Retraites agricoles : la revalorisation à 85% du Smic définitivement adoptée, Actualités générales



“Nous venons de faire ensemble oeuvre de justice sociale”, a déclaré le secrétaire d’Etat aux Retraites Laurent Pietraszewski, tandis que les sénateurs saluaient sur tous les bancs “une avancée”, même si le texte “n’est pas parfait”. La pension mensuelle brute touchée par les chefs d’exploitations agricoles atteint actuellement autour de 953 euros en moyenne pour les hommes et 852 euros en moyenne pour les femmes, des chiffres masquant de fortes disparités. La proposition de loi doit assurer une garantie à 1 025 euros mensuels, soit un gain de 120 euros, pour une carrière complète. Elle prévoit aussi des dispositions spécifiques pour les outre-mer.

Par son biais, c’est un des volets du projet gouvernemental de réforme générale des retraites, suspendu depuis la crise du coronavirus, qui est ainsi acté. Portée par les députés André Chassaigne et Huguette Bello, la proposition de loi doit s’appliquer aux retraités futurs, mais aussi actuels, ce que ne prévoyait pas le projet de l’exécutif. Elle a toutefois été réécrite en partie par la majorité présidentielle, au grand dam des oppositions.
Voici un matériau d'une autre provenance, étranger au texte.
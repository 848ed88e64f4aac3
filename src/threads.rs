use std::{
    sync::{atomic::Ordering, Arc},
    thread::{sleep, spawn, JoinHandle},
    time::Duration,
};

use atomic_float::AtomicF32;
use crossbeam_channel::{unbounded, Receiver, TryRecvError};
use tracing::{debug, trace};
use triple_buffer::{triple_buffer, Input};

use crate::{Cue, Player, PlayerConfig, Song};

pub enum Message {
    Run,
    Stop,
    Shutdown,
}

/// Runs a [Player] on its own thread, one frame per period
pub struct PumpThread {
    player: Player,
    /// Seconds between two frames
    period: Arc<AtomicF32>,
    rx: Receiver<Message>,
}

pub struct PumpComms {
    pub song_in: Input<Song>,
    pub cues: Receiver<Cue>,
    pub handle: JoinHandle<()>,
}

impl PumpThread {
    pub fn new(config: PlayerConfig, period: Arc<AtomicF32>, msgs: Receiver<Message>) -> Self {
        #[cfg(feature = "tracing")]
        crate::trace::setup();

        Self {
            player: Player::new(config),
            period,
            rx: msgs,
        }
    }

    pub fn spawn(mut self) -> PumpComms {
        let (song_in, mut song_out) = triple_buffer(&Song::new());
        let (cues_in, cues_out) = unbounded();
        let handle = spawn(move || {
            #[cfg(feature = "tracing")]
            tracy_client::set_thread_name!("frame pump");
            loop {
                if song_out.updated() {
                    trace!("song update");
                    self.player.load(song_out.read().clone());
                }
                // non-blocking recv
                match self.rx.try_recv() {
                    Ok(Message::Run) => self.player.run(),
                    Ok(Message::Stop) => self.player.stop(),
                    Ok(Message::Shutdown) | Err(TryRecvError::Disconnected) => break,
                    Err(TryRecvError::Empty) => {}
                }
                for cue in self.player.frame() {
                    if cues_in.send(cue).is_err() {
                        debug!("cue receiver dropped");
                        return;
                    }
                }
                sleep(frame_period(self.period.load(Ordering::Relaxed)));
            }
            debug!("frame pump stopped");
        });

        PumpComms {
            song_in,
            cues: cues_out,
            handle,
        }
    }
}

/// Negative, NaN, infinite or overflowing periods don't sleep at all
fn frame_period(seconds: f32) -> Duration {
    Duration::try_from_secs_f32(seconds).unwrap_or(Duration::ZERO)
}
La majorité a ainsi repoussé son application d’un an, au 1er janvier 2022 “au plus tard”. “Si nous pouvons le faire plus tôt, nous le ferons”, s’est engagé à l’Assemblée M. Pietraszewski, mettant en avant des difficultés techniques.

“Invisibles”

“Arrêtons de tergiverser”, a notamment lancé le sénateur LR Michel Raison, affirmant que la MSA “est prête à régler le problème dès le 1er janvier 2021”. M. Pietraszewski a indiqué se refuser “à faire voter des textes inapplicables”. Face aux inquiétudes exprimées sur la rédaction du texte, il a aussi assuré qu’“il ne peut pas y avoir de doutes” sur l’intention du législateur quant à la possibilité d’avancer la mise en oeuvre de la mesure pour les retraités actuels comme pour les nouveaux.

“Le gouvernement s’engage à respecter la volonté du législateur, de manière à ce que, si c’est possible cela soit fait avant le 1er janvier 2022”, a-t-il répété, ajoutant qu’“il restera à trouver la passerelle technique”.

Le texte n’est “pas exhaustif, mais le gouvernement a bien l’ensemble du sujet en tête”, a-t-il encore souligné, alors que la quasi totalité des orateurs a regretté l’absence de prise en compte des conjoints collaborateurs – très souvent des conjointes – et des aidants familiaux. “Où sont les femmes ? (…) Elles sont toujours invisibles, ça n’est pas acceptable”, s’est écriée Monique Lubin (PS).

Autre sujet d’insatisfaction pour les élus des territoires, le mécanisme d’“écrêtement” qui fait que les agriculteurs disposant d’une autre retraite, du fait d’un emploi annexe, pourraient ne pas être concernés par la revalorisation. Le nombre de bénéficiaires potentiels va ainsi chuter de 290 000 à 196 000.

“Que de temps perdu !”

Les deux rapporteurs Cathy Apourceau-Poly (CRCE à majorité communiste) et René-Paul Savary (LR) ont souligné ne pas avoir modifié le texte malgré ses imperfections, pour ne pas retarder son adoption définitive. “Que de temps perdu pour arriver à cette mesure de justice”, a lancé Mme Apourceau-Poly, formule répétée par Elisabeth Doineau (centriste) ou encore Nathalie Delattre (RDSE à majorité radicale).

Le texte avait en effet été adopté à l’unanimité en première lecture en février 2017 par les députés sous la précédente législature. Mais en mai 2018, via une procédure de vote bloqué, le gouvernement avait fait échouer son adoption au Sénat, mettant en avant la réforme des retraites par points alors en préparation.

Pour la FNSEA et les Jeunes Agriculteurs, la revalorisation est “un pas en avant, fruit d’un travail de longue haleine”, mais “pas suffisant” : “la pension minimum reste fixée à 555 euros par mois” pour conjointes et aidants familiaux.